(Records from a dataset)
###
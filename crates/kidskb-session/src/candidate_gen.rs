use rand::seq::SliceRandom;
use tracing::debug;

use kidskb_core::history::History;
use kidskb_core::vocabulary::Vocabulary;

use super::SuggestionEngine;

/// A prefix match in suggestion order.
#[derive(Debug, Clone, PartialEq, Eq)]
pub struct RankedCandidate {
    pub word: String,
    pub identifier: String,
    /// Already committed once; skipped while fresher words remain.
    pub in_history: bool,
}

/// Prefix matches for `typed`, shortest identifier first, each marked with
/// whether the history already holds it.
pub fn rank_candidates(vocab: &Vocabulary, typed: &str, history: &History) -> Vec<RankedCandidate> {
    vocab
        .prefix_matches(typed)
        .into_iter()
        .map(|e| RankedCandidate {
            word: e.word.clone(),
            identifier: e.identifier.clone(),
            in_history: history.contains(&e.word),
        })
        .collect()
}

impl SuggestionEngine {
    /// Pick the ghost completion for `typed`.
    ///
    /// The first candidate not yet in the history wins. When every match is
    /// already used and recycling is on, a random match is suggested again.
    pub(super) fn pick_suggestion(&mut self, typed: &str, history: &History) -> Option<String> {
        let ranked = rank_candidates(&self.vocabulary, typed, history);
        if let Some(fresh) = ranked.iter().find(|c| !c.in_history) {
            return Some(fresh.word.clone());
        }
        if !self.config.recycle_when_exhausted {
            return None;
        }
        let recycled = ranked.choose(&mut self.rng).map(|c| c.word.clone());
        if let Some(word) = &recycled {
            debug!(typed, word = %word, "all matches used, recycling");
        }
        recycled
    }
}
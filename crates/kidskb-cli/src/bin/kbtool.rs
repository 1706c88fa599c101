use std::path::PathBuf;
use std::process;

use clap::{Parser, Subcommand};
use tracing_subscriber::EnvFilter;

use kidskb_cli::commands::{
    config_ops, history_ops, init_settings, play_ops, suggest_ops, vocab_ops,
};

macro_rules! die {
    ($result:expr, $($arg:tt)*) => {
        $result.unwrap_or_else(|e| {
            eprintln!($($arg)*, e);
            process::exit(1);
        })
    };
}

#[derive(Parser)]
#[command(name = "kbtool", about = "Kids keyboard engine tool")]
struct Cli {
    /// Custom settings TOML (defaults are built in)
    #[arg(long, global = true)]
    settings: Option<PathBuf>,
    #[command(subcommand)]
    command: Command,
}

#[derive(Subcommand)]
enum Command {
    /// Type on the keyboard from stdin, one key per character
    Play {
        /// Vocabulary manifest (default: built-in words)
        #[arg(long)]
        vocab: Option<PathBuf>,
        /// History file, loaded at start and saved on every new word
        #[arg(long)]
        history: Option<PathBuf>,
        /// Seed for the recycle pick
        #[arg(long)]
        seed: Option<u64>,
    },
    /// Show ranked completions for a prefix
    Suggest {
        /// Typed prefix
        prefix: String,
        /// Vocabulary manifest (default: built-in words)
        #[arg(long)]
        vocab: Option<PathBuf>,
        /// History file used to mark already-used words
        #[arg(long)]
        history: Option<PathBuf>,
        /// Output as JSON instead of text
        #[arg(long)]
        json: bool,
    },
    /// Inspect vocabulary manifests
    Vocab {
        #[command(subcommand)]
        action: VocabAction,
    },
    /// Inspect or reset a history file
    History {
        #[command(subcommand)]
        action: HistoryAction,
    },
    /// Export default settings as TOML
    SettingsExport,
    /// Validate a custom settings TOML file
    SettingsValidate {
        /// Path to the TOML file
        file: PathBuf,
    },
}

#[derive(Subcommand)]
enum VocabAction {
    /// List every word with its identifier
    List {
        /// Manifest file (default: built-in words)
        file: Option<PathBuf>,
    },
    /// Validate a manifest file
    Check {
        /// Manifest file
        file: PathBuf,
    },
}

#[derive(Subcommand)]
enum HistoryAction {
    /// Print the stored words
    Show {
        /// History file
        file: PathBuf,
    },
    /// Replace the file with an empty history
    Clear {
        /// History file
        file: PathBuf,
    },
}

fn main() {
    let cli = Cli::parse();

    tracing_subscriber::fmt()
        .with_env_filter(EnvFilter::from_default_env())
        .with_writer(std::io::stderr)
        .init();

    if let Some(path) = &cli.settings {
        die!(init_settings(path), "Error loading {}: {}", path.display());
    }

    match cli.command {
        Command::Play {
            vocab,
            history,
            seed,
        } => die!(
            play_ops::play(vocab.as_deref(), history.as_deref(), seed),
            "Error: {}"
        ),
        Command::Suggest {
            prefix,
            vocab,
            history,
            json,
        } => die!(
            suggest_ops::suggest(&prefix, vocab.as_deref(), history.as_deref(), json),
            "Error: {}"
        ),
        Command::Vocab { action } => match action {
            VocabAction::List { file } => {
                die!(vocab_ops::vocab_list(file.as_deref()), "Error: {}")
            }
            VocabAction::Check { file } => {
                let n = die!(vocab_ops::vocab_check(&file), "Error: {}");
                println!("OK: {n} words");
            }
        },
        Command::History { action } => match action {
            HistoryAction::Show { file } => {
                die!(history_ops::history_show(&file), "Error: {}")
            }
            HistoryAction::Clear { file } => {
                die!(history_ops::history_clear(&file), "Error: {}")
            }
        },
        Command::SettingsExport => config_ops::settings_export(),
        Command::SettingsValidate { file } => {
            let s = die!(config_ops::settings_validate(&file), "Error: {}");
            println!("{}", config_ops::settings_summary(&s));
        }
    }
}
###
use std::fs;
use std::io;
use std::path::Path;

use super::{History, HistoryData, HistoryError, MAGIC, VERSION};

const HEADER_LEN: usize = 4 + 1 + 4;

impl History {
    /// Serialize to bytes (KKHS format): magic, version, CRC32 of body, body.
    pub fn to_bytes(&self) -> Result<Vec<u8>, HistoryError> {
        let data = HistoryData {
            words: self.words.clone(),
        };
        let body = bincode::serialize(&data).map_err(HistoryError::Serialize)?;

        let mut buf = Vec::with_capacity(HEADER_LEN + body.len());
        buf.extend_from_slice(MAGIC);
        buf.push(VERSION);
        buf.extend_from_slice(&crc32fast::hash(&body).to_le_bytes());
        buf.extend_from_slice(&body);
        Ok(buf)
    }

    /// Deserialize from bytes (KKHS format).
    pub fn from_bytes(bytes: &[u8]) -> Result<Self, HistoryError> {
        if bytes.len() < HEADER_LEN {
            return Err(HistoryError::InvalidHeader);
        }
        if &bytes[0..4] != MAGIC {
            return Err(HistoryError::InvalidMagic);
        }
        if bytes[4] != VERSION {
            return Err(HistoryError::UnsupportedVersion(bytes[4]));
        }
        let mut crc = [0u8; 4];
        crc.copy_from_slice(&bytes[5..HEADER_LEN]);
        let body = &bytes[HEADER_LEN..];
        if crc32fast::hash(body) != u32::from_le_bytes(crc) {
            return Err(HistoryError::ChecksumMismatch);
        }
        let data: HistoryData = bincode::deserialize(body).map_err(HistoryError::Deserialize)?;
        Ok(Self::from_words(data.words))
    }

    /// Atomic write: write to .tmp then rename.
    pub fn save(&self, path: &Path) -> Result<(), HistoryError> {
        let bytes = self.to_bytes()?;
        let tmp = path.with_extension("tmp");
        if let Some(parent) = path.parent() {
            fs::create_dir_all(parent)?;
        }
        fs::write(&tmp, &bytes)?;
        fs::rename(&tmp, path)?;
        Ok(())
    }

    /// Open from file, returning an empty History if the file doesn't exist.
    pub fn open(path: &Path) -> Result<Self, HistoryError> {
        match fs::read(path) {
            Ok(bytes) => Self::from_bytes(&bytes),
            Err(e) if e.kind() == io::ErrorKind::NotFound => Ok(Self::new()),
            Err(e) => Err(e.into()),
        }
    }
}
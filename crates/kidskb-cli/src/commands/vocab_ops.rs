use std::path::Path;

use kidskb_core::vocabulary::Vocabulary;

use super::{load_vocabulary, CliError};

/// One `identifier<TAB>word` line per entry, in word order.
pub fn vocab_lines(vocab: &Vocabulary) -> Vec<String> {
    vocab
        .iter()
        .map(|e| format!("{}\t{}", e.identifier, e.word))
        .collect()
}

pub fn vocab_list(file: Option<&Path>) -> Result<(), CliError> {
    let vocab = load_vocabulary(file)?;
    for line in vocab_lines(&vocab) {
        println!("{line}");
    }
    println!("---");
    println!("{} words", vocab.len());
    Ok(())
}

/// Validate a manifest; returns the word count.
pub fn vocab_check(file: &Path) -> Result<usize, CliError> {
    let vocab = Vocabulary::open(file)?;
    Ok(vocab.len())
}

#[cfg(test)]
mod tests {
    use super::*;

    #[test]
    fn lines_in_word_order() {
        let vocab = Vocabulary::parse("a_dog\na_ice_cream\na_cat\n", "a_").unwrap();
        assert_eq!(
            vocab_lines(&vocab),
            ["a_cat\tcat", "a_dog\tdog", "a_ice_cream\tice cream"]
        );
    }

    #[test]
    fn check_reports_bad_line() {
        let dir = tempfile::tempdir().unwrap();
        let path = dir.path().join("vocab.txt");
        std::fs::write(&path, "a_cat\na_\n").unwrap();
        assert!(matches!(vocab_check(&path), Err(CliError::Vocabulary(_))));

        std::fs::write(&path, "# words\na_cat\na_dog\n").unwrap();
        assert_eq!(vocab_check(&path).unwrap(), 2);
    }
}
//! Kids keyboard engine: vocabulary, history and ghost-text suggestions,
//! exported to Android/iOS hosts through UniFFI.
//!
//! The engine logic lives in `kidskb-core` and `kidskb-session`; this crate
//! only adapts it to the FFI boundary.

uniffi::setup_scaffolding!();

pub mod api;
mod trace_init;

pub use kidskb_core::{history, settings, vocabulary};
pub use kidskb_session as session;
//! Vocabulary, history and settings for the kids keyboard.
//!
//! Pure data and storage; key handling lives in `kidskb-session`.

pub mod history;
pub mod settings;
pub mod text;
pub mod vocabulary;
###
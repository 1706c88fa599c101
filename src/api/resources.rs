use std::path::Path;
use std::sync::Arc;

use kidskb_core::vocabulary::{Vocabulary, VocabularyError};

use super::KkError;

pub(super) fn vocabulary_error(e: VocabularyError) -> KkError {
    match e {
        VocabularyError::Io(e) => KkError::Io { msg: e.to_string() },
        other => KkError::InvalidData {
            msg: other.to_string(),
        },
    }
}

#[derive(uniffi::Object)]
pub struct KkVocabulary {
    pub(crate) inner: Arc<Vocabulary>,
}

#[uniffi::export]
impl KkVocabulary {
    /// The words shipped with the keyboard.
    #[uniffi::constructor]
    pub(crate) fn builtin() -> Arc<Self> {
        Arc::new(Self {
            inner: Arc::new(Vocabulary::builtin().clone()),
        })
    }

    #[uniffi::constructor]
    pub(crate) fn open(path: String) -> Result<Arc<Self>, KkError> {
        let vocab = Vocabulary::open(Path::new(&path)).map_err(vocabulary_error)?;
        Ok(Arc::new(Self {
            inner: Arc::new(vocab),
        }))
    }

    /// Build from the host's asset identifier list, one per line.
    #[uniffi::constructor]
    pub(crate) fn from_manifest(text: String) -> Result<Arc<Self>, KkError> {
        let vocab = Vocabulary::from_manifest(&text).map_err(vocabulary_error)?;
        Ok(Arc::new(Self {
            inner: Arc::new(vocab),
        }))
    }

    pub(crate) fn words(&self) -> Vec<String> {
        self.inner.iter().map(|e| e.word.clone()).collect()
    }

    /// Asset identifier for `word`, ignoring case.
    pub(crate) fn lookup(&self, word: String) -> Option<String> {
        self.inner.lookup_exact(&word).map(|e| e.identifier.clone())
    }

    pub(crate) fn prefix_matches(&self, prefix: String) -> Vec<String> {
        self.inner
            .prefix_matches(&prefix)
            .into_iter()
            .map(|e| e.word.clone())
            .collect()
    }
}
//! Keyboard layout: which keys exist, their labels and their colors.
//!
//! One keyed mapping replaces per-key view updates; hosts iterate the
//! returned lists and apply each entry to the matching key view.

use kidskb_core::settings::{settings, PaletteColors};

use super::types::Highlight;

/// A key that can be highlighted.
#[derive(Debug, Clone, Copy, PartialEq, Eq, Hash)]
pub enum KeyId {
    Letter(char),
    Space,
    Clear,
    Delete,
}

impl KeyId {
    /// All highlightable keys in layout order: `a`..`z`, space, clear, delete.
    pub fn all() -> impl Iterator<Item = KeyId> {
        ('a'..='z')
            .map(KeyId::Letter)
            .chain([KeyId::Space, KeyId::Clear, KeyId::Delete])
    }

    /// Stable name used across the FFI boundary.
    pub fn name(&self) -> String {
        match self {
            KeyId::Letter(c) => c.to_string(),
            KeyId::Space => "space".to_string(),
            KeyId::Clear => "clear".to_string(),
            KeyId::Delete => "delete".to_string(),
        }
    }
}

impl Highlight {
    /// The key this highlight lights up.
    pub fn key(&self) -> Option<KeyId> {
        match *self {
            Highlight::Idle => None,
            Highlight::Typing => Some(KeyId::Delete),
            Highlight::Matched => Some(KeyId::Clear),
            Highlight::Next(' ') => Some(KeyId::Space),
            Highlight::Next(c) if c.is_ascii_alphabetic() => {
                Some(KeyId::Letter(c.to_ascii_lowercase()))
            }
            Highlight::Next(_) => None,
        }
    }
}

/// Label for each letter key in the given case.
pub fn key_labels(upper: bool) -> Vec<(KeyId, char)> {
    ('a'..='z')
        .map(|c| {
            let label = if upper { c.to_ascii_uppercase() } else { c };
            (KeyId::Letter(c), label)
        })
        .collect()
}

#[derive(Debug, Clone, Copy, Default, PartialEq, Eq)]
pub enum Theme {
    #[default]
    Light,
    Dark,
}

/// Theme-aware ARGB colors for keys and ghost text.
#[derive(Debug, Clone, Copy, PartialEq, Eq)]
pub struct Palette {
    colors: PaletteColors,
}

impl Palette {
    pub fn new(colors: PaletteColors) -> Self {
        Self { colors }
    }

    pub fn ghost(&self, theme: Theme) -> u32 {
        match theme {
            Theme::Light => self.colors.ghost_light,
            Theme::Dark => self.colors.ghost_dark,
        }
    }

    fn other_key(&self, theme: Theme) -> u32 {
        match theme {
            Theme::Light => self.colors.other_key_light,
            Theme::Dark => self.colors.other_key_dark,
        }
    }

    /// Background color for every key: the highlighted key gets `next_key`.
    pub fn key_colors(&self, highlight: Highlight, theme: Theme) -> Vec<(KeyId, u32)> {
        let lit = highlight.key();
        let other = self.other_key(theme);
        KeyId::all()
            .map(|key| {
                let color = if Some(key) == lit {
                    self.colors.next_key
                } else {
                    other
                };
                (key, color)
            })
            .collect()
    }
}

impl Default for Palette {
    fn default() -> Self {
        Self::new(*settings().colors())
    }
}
###
*Activity*: Note each line above that contains "Inspect" and copy it out.

*Your response*:
    /// Inspect vocabulary manifests
    /// Inspect or reset a history file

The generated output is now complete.